The Ministry of Foreign Affairs has continued a reactionary policy towards negative foreign coverage by launching two new English services in August with the attempt of putting across a “more objective” account of events in the country, it has said.
A spokesperson has also confirmed to Daily News Egypt changes within the Ministry’s ‘human rights unit’.
In the second week of August, the Ministry launched an English-language Facebook page to publish the activities of the ministry and the country in a language with more international spread than its previous solely-Arabic service. It also launched an English-language blog, which aims to address international coverage, which is frequently more critical than the supportive and muzzled local press.
The Facebook page has been used so far to cover routine ministry affairs and also to direct criticism at bodies that it sees as providing bias or inaccurate coverage of Egypt’s affairs.
On the second anniversary of the violent dispersals of Muslim Brotherhood sit-ins at Rabaa Al-Adaweya and Al-Nahda Square, the ministry used the page to rubbish a press release by Human Rights Watch (HRW) in which the prominent NGO reiterated calls for an investigation into the events of August 2013 on the basis of “probable crimes against humanity”.
Ministry spokesperson Ahmed Abu Zeid expressed his “absolute rejection of such a politicised and un-objective report”. He added that the report lacked “any semblance of credibility or impartiality, and was issued by an entity with no jurisdiction”, and said HRW gives “no heed” to those who die by “the brutality of terrorism in Egypt every day”.
The launch of the Facebook page arrived as President Abdel Fattah Al-Sisi ratified a new counter terrorism law mid-August which, among other elements, making it illegal for media in Egypt to use numbers different to those issued by the government on counter-terrorism operations and attacks. The charge carries a minimum fine of EGP 200,000.
Similarly, another spokesperson for the Ministry of Foreign Affairs told Daily News Egypt on Tuesday that reports of the ministry establishing a new human rights unit are inaccurate. He said: “There already was a human rights section but now we are expanding it; it has not been officially announced yet but it should begin working soon.” However, the spokesperson could not comment on what the unit will be tasked with.
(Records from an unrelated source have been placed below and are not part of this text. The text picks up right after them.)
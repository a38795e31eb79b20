use crate::leaderboard::{leaderboard, match_breakdown, LeaderboardView};
use crate::scoring::prediction_distribution;
use crate::types::*;

use axum::{
    extract::{Path, Query, State},
    http::StatusCode,
    response::{IntoResponse, Response},
    routing::get,
    Router,
};
use serde::Deserialize;
use serde_json::{json, Value};
use tokio::net::TcpListener;
use tower_http::trace::TraceLayer;
use tracing::{error, info};

// ── Payloads ───────────────────────────────────────────────────────────

pub fn state_payload(state: &AppState) -> Value {
    let tournament = state.tournament.lock().unwrap_or_else(|e| e.into_inner());
    let simulation = state.simulation.lock().unwrap_or_else(|e| e.into_inner());
    let projected = simulation.project(&tournament);
    json!({
        "tournament": tournament.name,
        "simulatedMatches": simulation.len(),
        "matches": projected.matches,
        "standings": projected.standings,
    })
}

pub fn leaderboard_payload(state: &AppState, league_id: &str, view: Option<&str>) -> Result<Value, (StatusCode, String)> {
    let view = match view {
        Some(raw) => LeaderboardView::parse(raw)
            .ok_or_else(|| (StatusCode::BAD_REQUEST, format!("unknown leaderboard view {raw:?}")))?,
        None => LeaderboardView::Total,
    };
    let league = state
        .leagues
        .get(league_id)
        .map_err(|e| (StatusCode::NOT_FOUND, e.to_string()))?;
    let tournament = state.tournament.lock().unwrap_or_else(|e| e.into_inner());
    let book = state.predictions.lock().unwrap_or_else(|e| e.into_inner());
    let entries = leaderboard(&league, &tournament.matches, book.all(), view);
    Ok(json!({
        "leagueId": league.id,
        "name": league.name,
        "entries": entries,
    }))
}

pub fn match_payload(state: &AppState, league_id: &str, match_id: &str) -> Result<Value, (StatusCode, String)> {
    let league = state
        .leagues
        .get(league_id)
        .map_err(|e| (StatusCode::NOT_FOUND, e.to_string()))?;
    let tournament = state.tournament.lock().unwrap_or_else(|e| e.into_inner());
    let m = tournament
        .get_match(match_id)
        .ok_or_else(|| (StatusCode::NOT_FOUND, format!("match {match_id} not found")))?;
    let book = state.predictions.lock().unwrap_or_else(|e| e.into_inner());
    Ok(json!({
        "match": m,
        "predictions": match_breakdown(&league, m, book.all()),
        "distribution": prediction_distribution(book.all(), &league.id, &m.id),
    }))
}

// ── Handlers ───────────────────────────────────────────────────────────

fn json_response(result: Result<Value, (StatusCode, String)>) -> Response {
    let (status, payload) = match result {
        Ok(payload) => (StatusCode::OK, payload),
        Err((status, message)) => (status, json!({ "error": message })),
    };
    let body = serde_json::to_string(&payload).unwrap_or_else(|_| "{}".to_string());
    (
        status,
        [
            ("Content-Type", "application/json"),
            ("Cache-Control", "no-store"),
            ("Pragma", "no-cache"),
            ("Expires", "0"),
        ],
        body,
    )
        .into_response()
}

#[derive(Debug, Deserialize)]
struct LeaderboardQuery {
    view: Option<String>,
}

async fn get_health() -> Response {
    json_response(Ok(json!({ "status": "ok" })))
}

async fn get_state_json(State(state): State<AppState>) -> Response {
    json_response(Ok(state_payload(&state)))
}

async fn get_leaderboard_json(
    State(state): State<AppState>,
    Path(league_id): Path<String>,
    Query(query): Query<LeaderboardQuery>,
) -> Response {
    json_response(leaderboard_payload(&state, &league_id, query.view.as_deref()))
}

async fn get_match_json(
    State(state): State<AppState>,
    Path((league_id, match_id)): Path<(String, String)>,
) -> Response {
    json_response(match_payload(&state, &league_id, &match_id))
}

pub fn router(state: AppState) -> Router {
    Router::new()
        .route("/health", get(get_health))
        .route("/state.json", get(get_state_json))
        .route("/leagues/:id/leaderboard.json", get(get_leaderboard_json))
        .route("/leagues/:id/matches/:match_id", get(get_match_json))
        .layer(TraceLayer::new_for_http())
        .with_state(state)
}

pub async fn start_state_server(state: AppState, addr: &str) -> Result<(), String> {
    let app = router(state);
    let listener = match TcpListener::bind(addr).await {
        Ok(listener) => listener,
        Err(e) => {
            error!("state server failed to bind {addr}: {e}");
            return Err(format!("bind {addr}: {e}"));
        }
    };
    info!("state server listening at http://{addr}/");
    axum::serve(listener, app).await.map_err(|e| {
        error!("state server error: {e}");
        e.to_string()
    })
}
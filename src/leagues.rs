use crate::error::LeagueError;
use crate::types::*;
use serde::{Deserialize, Serialize};
use std::{
    collections::BTreeMap,
    sync::{Arc, Mutex},
};
use tracing::info;

// ── Capacity ───────────────────────────────────────────────────────────

impl LeagueSettings {
    /// Participant limit, `None` meaning unbounded. No plan means FREE.
    pub fn capacity(&self) -> Option<usize> {
        if self.is_unlimited == Some(true) {
            return None;
        }
        self.plan.unwrap_or(LeaguePlan::Free).capacity()
    }
}

impl League {
    pub fn capacity(&self) -> Option<usize> {
        self.settings.capacity()
    }

    pub fn is_deleted(&self) -> bool {
        self.name.contains(DELETED_LEAGUE_MARK)
    }

    pub fn is_participant(&self, user_id: &str) -> bool {
        self.participants.iter().any(|p| p == user_id)
    }

    pub fn is_pending(&self, user_id: &str) -> bool {
        self.pending_requests.iter().any(|p| p == user_id)
    }

    pub fn is_full(&self) -> bool {
        match self.capacity() {
            Some(limit) => self.participants.len() >= limit,
            None => false,
        }
    }

    fn ensure_room(&self) -> Result<(), LeagueError> {
        match self.capacity() {
            Some(capacity) if self.participants.len() >= capacity => Err(LeagueError::LeagueFull { capacity }),
            _ => Ok(()),
        }
    }

    fn ensure_active(&self) -> Result<(), LeagueError> {
        if self.is_deleted() {
            Err(LeagueError::LeagueNotFound {
                league_id: self.id.clone(),
            })
        } else {
            Ok(())
        }
    }

    fn ensure_admin(&self, actor_id: &str) -> Result<(), LeagueError> {
        if self.admin_id == actor_id {
            Ok(())
        } else {
            Err(LeagueError::Forbidden {})
        }
    }

    fn add_participant(&mut self, user_id: &str) {
        self.pending_requests.retain(|p| p != user_id);
        if !self.is_participant(user_id) {
            self.participants.push(user_id.to_string());
        }
    }
}

// ── Lifecycle ──────────────────────────────────────────────────────────

/// New leagues always start on the FREE plan with the admin as sole member.
pub fn create(id: &str, name: &str, admin_id: &str, is_private: bool, settings: LeagueSettings) -> League {
    League {
        id: id.to_string(),
        name: name.trim().to_string(),
        admin_id: admin_id.to_string(),
        is_private,
        participants: vec![admin_id.to_string()],
        pending_requests: Vec::new(),
        settings: LeagueSettings {
            plan: Some(LeaguePlan::Free),
            is_unlimited: Some(false),
            ..settings
        },
    }
}

/// Point values only; the plan is not the admin's to change.
pub fn update_settings(league: &mut League, actor_id: &str, settings: LeagueSettings) -> Result<(), LeagueError> {
    league.ensure_active()?;
    league.ensure_admin(actor_id)?;
    league.settings = LeagueSettings {
        plan: league.settings.plan,
        is_unlimited: league.settings.is_unlimited,
        ..settings
    };
    Ok(())
}

pub fn delete(league: &mut League, actor_id: &str) -> Result<(), LeagueError> {
    league.ensure_active()?;
    league.ensure_admin(actor_id)?;
    league.name = format!("{} {DELETED_LEAGUE_MARK}", league.name);
    league.participants.clear();
    league.pending_requests.clear();
    Ok(())
}

// ── Membership policy ──────────────────────────────────────────────────

#[derive(Debug, Clone, Copy, PartialEq, Eq, Serialize, Deserialize)]
#[serde(rename_all = "camelCase")]
pub enum JoinOutcome {
    Joined,
    RequestPending,
}

pub fn join(league: &mut League, user_id: &str) -> Result<JoinOutcome, LeagueError> {
    league.ensure_active()?;
    if league.is_participant(user_id) {
        return Err(LeagueError::AlreadyParticipant {});
    }
    league.ensure_room()?;
    if league.is_private {
        if league.is_pending(user_id) {
            return Err(LeagueError::RequestAlreadyPending {});
        }
        league.pending_requests.push(user_id.to_string());
        return Ok(JoinOutcome::RequestPending);
    }
    league.add_participant(user_id);
    Ok(JoinOutcome::Joined)
}

pub fn approve(league: &mut League, actor_id: &str, user_id: &str) -> Result<(), LeagueError> {
    league.ensure_admin(actor_id)?;
    if !league.is_pending(user_id) {
        return Err(LeagueError::NotPending {
            user_id: user_id.to_string(),
        });
    }
    league.ensure_room()?;
    league.add_participant(user_id);
    Ok(())
}

pub fn reject(league: &mut League, actor_id: &str, user_id: &str) -> Result<(), LeagueError> {
    league.ensure_admin(actor_id)?;
    if !league.is_pending(user_id) {
        return Err(LeagueError::NotPending {
            user_id: user_id.to_string(),
        });
    }
    league.pending_requests.retain(|p| p != user_id);
    Ok(())
}

/// The admin may remove anyone; any member may remove themselves.
pub fn remove_member(league: &mut League, actor_id: &str, user_id: &str) -> Result<(), LeagueError> {
    if league.admin_id != actor_id && actor_id != user_id {
        return Err(LeagueError::Forbidden {});
    }
    if !league.is_participant(user_id) {
        return Err(LeagueError::NotParticipant {
            user_id: user_id.to_string(),
        });
    }
    league.participants.retain(|p| p != user_id);
    Ok(())
}

pub fn normalize_email(raw: &str) -> String {
    raw.trim().to_lowercase()
}

#[derive(Debug, Clone, Copy)]
pub struct Invitee<'a> {
    pub email: &'a str,
    pub user_id: Option<&'a str>,
}

pub fn invite(
    league: &League,
    actor_id: &str,
    invitee: Invitee<'_>,
    outstanding: &[Invitation],
    invite_id: String,
) -> Result<Invitation, LeagueError> {
    league.ensure_active()?;
    league.ensure_admin(actor_id)?;
    if invitee.user_id.is_some_and(|id| league.is_participant(id)) {
        return Err(LeagueError::AlreadyParticipant {});
    }
    let email = normalize_email(invitee.email);
    let duplicate = outstanding
        .iter()
        .any(|inv| inv.league_id == league.id && inv.status == InviteStatus::Pending && inv.email == email);
    if duplicate {
        return Err(LeagueError::InviteAlreadySent { email });
    }
    league.ensure_room()?;
    Ok(Invitation {
        id: invite_id,
        league_id: league.id.clone(),
        email,
        status: InviteStatus::Pending,
    })
}

pub fn respond_to_invite(
    league: &mut League,
    invitation: &mut Invitation,
    user_id: &str,
    user_email: &str,
    accept: bool,
) -> Result<(), LeagueError> {
    if invitation.status != InviteStatus::Pending {
        return Err(LeagueError::InviteNotPending {
            invite_id: invitation.id.clone(),
        });
    }
    if normalize_email(&invitation.email) != normalize_email(user_email) {
        return Err(LeagueError::InviteEmailMismatch {});
    }
    if accept && !league.is_participant(user_id) {
        league.ensure_room()?;
        league.add_participant(user_id);
    }
    invitation.status = if accept {
        InviteStatus::Accepted
    } else {
        InviteStatus::Rejected
    };
    Ok(())
}

// ── Store ──────────────────────────────────────────────────────────────

#[derive(Debug, Clone, Default, PartialEq, Serialize, Deserialize)]
#[serde(rename_all = "camelCase", default)]
pub struct LeagueRegistry {
    pub leagues: BTreeMap<String, League>,
    pub invitations: Vec<Invitation>,
    pub next_invite_id: u64,
}

/// Shared league state. Every change runs the policy against a working copy
/// under the lock and commits only when it succeeds.
#[derive(Debug, Clone, Default)]
pub struct LeagueStore {
    inner: Arc<Mutex<LeagueRegistry>>,
}

impl LeagueStore {
    pub fn new(registry: LeagueRegistry) -> Self {
        Self {
            inner: Arc::new(Mutex::new(registry)),
        }
    }

    pub fn from_leagues(leagues: Vec<League>) -> Self {
        let leagues = leagues.into_iter().map(|l| (l.id.clone(), l)).collect();
        Self::new(LeagueRegistry {
            leagues,
            ..LeagueRegistry::default()
        })
    }

    fn with_registry<F, R>(&self, f: F) -> Result<R, LeagueError>
    where
        F: FnOnce(&mut LeagueRegistry) -> Result<R, LeagueError>,
    {
        let mut guard = self
            .inner
            .lock()
            .map_err(|e| LeagueError::StoreUnavailable(e.to_string()))?;
        f(&mut guard)
    }

    pub fn snapshot(&self) -> Result<LeagueRegistry, LeagueError> {
        self.with_registry(|registry| Ok(registry.clone()))
    }

    pub fn create(
        &self,
        league_id: &str,
        name: &str,
        admin_id: &str,
        is_private: bool,
        settings: LeagueSettings,
    ) -> Result<League, LeagueError> {
        self.with_registry(|registry| {
            if registry.leagues.contains_key(league_id) {
                return Err(LeagueError::LeagueExists {
                    league_id: league_id.to_string(),
                });
            }
            let league = create(league_id, name, admin_id, is_private, settings);
            registry.leagues.insert(league.id.clone(), league.clone());
            info!(league_id, admin_id, "league created");
            Ok(league)
        })
    }

    pub fn list(&self) -> Result<Vec<League>, LeagueError> {
        self.with_registry(|registry| {
            Ok(registry
                .leagues
                .values()
                .filter(|league| !league.is_deleted())
                .cloned()
                .collect())
        })
    }

    pub fn get(&self, league_id: &str) -> Result<League, LeagueError> {
        self.with_registry(|registry| {
            registry
                .leagues
                .get(league_id)
                .cloned()
                .ok_or_else(|| LeagueError::LeagueNotFound {
                    league_id: league_id.to_string(),
                })
        })
    }

    /// Apply `f` to a copy of the league and write it back only on `Ok`.
    pub fn update<F, R>(&self, league_id: &str, f: F) -> Result<R, LeagueError>
    where
        F: FnOnce(&mut League) -> Result<R, LeagueError>,
    {
        self.with_registry(|registry| {
            let current = registry
                .leagues
                .get(league_id)
                .ok_or_else(|| LeagueError::LeagueNotFound {
                    league_id: league_id.to_string(),
                })?;
            let mut working = current.clone();
            let out = f(&mut working)?;
            registry.leagues.insert(league_id.to_string(), working);
            Ok(out)
        })
    }

    pub fn update_settings(&self, league_id: &str, actor_id: &str, settings: LeagueSettings) -> Result<(), LeagueError> {
        self.update(league_id, |league| update_settings(league, actor_id, settings))?;
        info!(league_id, "league settings updated");
        Ok(())
    }

    pub fn delete(&self, league_id: &str, actor_id: &str) -> Result<(), LeagueError> {
        self.update(league_id, |league| delete(league, actor_id))?;
        info!(league_id, "league deleted");
        Ok(())
    }

    pub fn join(&self, league_id: &str, user_id: &str) -> Result<JoinOutcome, LeagueError> {
        let outcome = self.update(league_id, |league| join(league, user_id))?;
        info!(league_id, user_id, ?outcome, "join");
        Ok(outcome)
    }

    pub fn approve(&self, league_id: &str, actor_id: &str, user_id: &str) -> Result<(), LeagueError> {
        self.update(league_id, |league| approve(league, actor_id, user_id))?;
        info!(league_id, user_id, "join request approved");
        Ok(())
    }

    pub fn reject(&self, league_id: &str, actor_id: &str, user_id: &str) -> Result<(), LeagueError> {
        self.update(league_id, |league| reject(league, actor_id, user_id))?;
        info!(league_id, user_id, "join request rejected");
        Ok(())
    }

    pub fn remove_member(&self, league_id: &str, actor_id: &str, user_id: &str) -> Result<(), LeagueError> {
        self.update(league_id, |league| remove_member(league, actor_id, user_id))?;
        info!(league_id, actor_id, user_id, "member removed");
        Ok(())
    }

    pub fn invite(&self, league_id: &str, actor_id: &str, invitee: Invitee<'_>) -> Result<Invitation, LeagueError> {
        self.with_registry(|registry| {
            let league = registry
                .leagues
                .get(league_id)
                .ok_or_else(|| LeagueError::LeagueNotFound {
                    league_id: league_id.to_string(),
                })?;
            let invite_id = format!("inv-{}", registry.next_invite_id + 1);
            let invitation = invite(league, actor_id, invitee, &registry.invitations, invite_id)?;
            registry.next_invite_id += 1;
            registry.invitations.push(invitation.clone());
            info!(league_id, invite_id = %invitation.id, "invitation created");
            Ok(invitation)
        })
    }

    pub fn invitations_for(&self, email: &str) -> Result<Vec<Invitation>, LeagueError> {
        let email = normalize_email(email);
        self.with_registry(|registry| {
            Ok(registry
                .invitations
                .iter()
                .filter(|inv| inv.status == InviteStatus::Pending && inv.email == email)
                .cloned()
                .collect())
        })
    }

    pub fn respond_to_invite(
        &self,
        invite_id: &str,
        user_id: &str,
        user_email: &str,
        accept: bool,
    ) -> Result<(), LeagueError> {
        self.with_registry(|registry| {
            let invite_idx = registry
                .invitations
                .iter()
                .position(|inv| inv.id == invite_id)
                .ok_or_else(|| LeagueError::InviteNotFound {
                    invite_id: invite_id.to_string(),
                })?;
            let mut invitation = registry.invitations[invite_idx].clone();
            let mut league = registry
                .leagues
                .get(&invitation.league_id)
                .cloned()
                .ok_or_else(|| LeagueError::LeagueNotFound {
                    league_id: invitation.league_id.clone(),
                })?;
            respond_to_invite(&mut league, &mut invitation, user_id, user_email, accept)?;
            info!(invite_id, user_id, accept, "invitation answered");
            registry.leagues.insert(league.id.clone(), league);
            registry.invitations[invite_idx] = invitation;
            Ok(())
        })
    }
}
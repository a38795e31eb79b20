use thiserror::Error;

#[derive(Error, Debug, Clone, PartialEq, Eq)]
pub enum LeagueError {
    #[error("League {league_id} not found")]
    LeagueNotFound { league_id: String },

    #[error("Only the league admin can do that")]
    Forbidden {},

    #[error("Already a participant")]
    AlreadyParticipant {},

    #[error("Join request already pending")]
    RequestAlreadyPending {},

    #[error("League is full ({capacity} participants)")]
    LeagueFull { capacity: usize },

    #[error("No pending request for {user_id}")]
    NotPending { user_id: String },

    #[error("{user_id} is not a participant")]
    NotParticipant { user_id: String },

    #[error("Invitation {invite_id} is no longer pending")]
    InviteNotPending { invite_id: String },

    #[error("Invitation was sent to a different email")]
    InviteEmailMismatch {},

    #[error("Invitation already sent to {email}")]
    InviteAlreadySent { email: String },

    #[error("Invitation {invite_id} not found")]
    InviteNotFound { invite_id: String },

    #[error("League {league_id} already exists")]
    LeagueExists { league_id: String },

    #[error("League store unavailable: {0}")]
    StoreUnavailable(String),
}

#[derive(Error, Debug, Clone, PartialEq, Eq)]
pub enum PredictionError {
    #[error("Scores must be non-negative (got {home} x {away})")]
    NegativeScore { home: i64, away: i64 },

    #[error("Score {value} is out of range")]
    ScoreOutOfRange { value: i64 },

    #[error("Predictions for {match_id} are locked")]
    Locked { match_id: String },

    #[error("{user_id} is not a participant of league {league_id}")]
    NotParticipant { user_id: String, league_id: String },

    #[error("Unknown match {match_id}")]
    UnknownMatch { match_id: String },
}

#[derive(Error, Debug, Clone, PartialEq, Eq)]
pub enum MatchError {
    #[error("Unknown match {match_id}")]
    UnknownMatch { match_id: String },
}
The ministry’s Facebook page has also been used to target a CNN report about the political and security situation in Egypt, describing it as “unprofessional” and “lacking objectivity”. The report, published after the apparent beheading of a Croatian citizen by Egyptian militants, noted that Egypt was facing severe militant and economic difficulties and is struggling to tackle the “Islamic State”-affiliated “State of Sinai” group that appears to be growing in strength in the north of the peninsula. The report also suggests that Egypt’s regional power in the Middle East has declined.
“This report lacks the minimal degrees of objectivity and neutrality where it includes misinformation,” said Abu Zeid in a statement. “The areas witnessing terrorist attacks in Sinai represent only 5% of the total Sinai Peninsula, which is totally secure.”
A week after the Facebook page launch, the ministry has also launched a blog “to ensure greater interaction with the wider public”. The site has gone live with an opening piece by Sameh Shoukry, in which he says that it will be used to “provide a more objective narrative of events in Egypt for those who seek more than just the partial truth”, in apparent reference to English-language coverage of Egypt.
He says that partly the initiative is because Egypt is at a disadvantage, in which “developing countries, including Egypt, are still struggling to pierce the almost impenetrable world of global corporate media”.
An initial blog piece on the site confronts the negative international coverage of the New Suez Canal, inaugurated earlier in the month. The writer, understood to be an employee of the foreign ministry, suggests that the doubts about the Suez Canal’s economic potential are misguided as “no man-made project in the world can guarantee the undivided support of all experts and thinkers”.
The writer maintains that, as the world’s economy grows, so will the canal’s revenues, and the projections of revenues more than doubling in eight years do not need to be met for it to be a successful project.
The writer also suggests that a sarcastic Foreign Policy piece on the canal by commentator Sarah Carr was “one of the most disturbing analyses” as it failed to engage in economic analysis and derided the joy of Egyptians on the day of the inauguration in a “racist! manner.
The blog quotes Carr as commenting how “Egyptian flags sprouted everywhere like a nationalist fungus” on the day, and says that Carr’s writing had an “air of moral and cultural superiority”.